Additional challenges and considerations arise in treatment protocols for patients with genetic disorders. Despite these, studies show comparable VPI rates, suggesting other influential variables in predicting speech outcomes [28]. Hardwicke et al. (2016), conducted a comparative analysis of speech outcomes in CL/P patients with genetic disorders and/or malformations and those with isolated cleft palate [29]. Although higher VPI rates were found in RS patients, results were matched for gender, age at repair, and cleft severity. Consequently, researchers concluded that factors intrinsic to RS may contribute to less favorable speech outcomes.

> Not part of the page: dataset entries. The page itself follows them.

#[cfg(test)]
mod tests {
    use super::*;

    #[test]
    fn test_extract_message_shapes() {
        assert_eq!(
            extract_message(r#"{"msg": "Email not confirmed"}"#),
            Some("Email not confirmed".to_string())
        );
        assert_eq!(
            extract_message(r#"{"error_description": "Invalid login credentials"}"#),
            Some("Invalid login credentials".to_string())
        );
        assert_eq!(extract_message("<html>"), None);
    }

    #[test]
    fn test_principal_prefers_profile_fields() {
        let user = BaasUser {
            id: "u1".to_string(),
            email: Some("a@b.c".to_string()),
            created_at: Some("2024-01-01T00:00:00Z".to_string()),
            user_metadata: serde_json::from_value(json!({ "username": "from_auth" })).unwrap(),
        };
        let profile = ProfileRow {
            username: Some("from_profile".to_string()),
            role: Some(Role::Teacher),
            ..Default::default()
        };
        let principal = BaasBackend::principal_from(&user, profile);
        assert_eq!(principal.username, "from_profile");
        assert_eq!(principal.role, Role::Teacher);
        assert_eq!(principal.email, "a@b.c");
    }

    #[test]
    fn test_principal_falls_back_to_auth_metadata() {
        let user = BaasUser {
            id: "u1".to_string(),
            email: Some("a@b.c".to_string()),
            created_at: None,
            user_metadata: serde_json::from_value(json!({ "username": "from_auth" })).unwrap(),
        };
        let principal = BaasBackend::principal_from(&user, ProfileRow::default());
        assert_eq!(principal.username, "from_auth");
        assert_eq!(principal.role, Role::Student);
    }
}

We found no significant difference in speech outcomes between cleft palate patients with and without genetic disorders. This suggests that other variables, not limited to genetic disorder, exert a more leading role on speech outcomes after primary palatoplasty. Furthermore, a discrepancy between cleft width and the presence of genetic disorders was observed. Wider clefts were found in patients without a genetic disorder when compared to patients with a genetic disorder or non-syndromic RS (p < 0.001), contradicting previous findings [26, 28, 30, 31]. To our knowledge, no studies have been exclusively dedicated to investigating differences between cleft width in patients with and without genetic disorders and/or other malformations [32].

Surgeon skills

The surgeons’ skill is also a variable that warrants consideration in any surgical outcome, including speech outcomes after palatoplasty. However, the influence of the surgeon’s experiences and surgical skills are sparsely discussed in the literature [33]. This study revealed no differences in speech outcomes between the two surgeons involved in performing the surgeries. We observed better speech outcomes in patients who underwent surgery during final four years of the study period (2015–2018). The learning curve, performing a more radical muscle dissection of the levator muscle during the years, and the constant drive to improve results may play a role, even though our surgeons were experienced.

Limitations

Due to the retrospective design of the study, studying medical records might led to inaccuracy, is subject to confounding errors and, data of some patients was missing of patients were lost to follow-up. Despite, the determination of the inter- and intra-rater reliability between speech-language pathologists was not feasible within the scope of this study, the potential sources of confounding in the subjective speech assessment were mitigated by employing three experienced cleft SLP’s.

Conclusion

In conclusion, the results demonstrate that while using the Sommerlad technique for cleft palate closure, cleft morphology and width significantly impact the need for secondary speech correcting surgery. Postoperative complications, such as fistulae, also correlate with increased chance to develop VPI and the need for speech correcting surgery. These findings emphasize the importance of considering cleft width and severity in surgical planning to improve long-term speech outcomes in CL/P patients. Future prospective research should continue to explore these associations to enhance the quality of care and speech outcomes for individuals with cleft palates.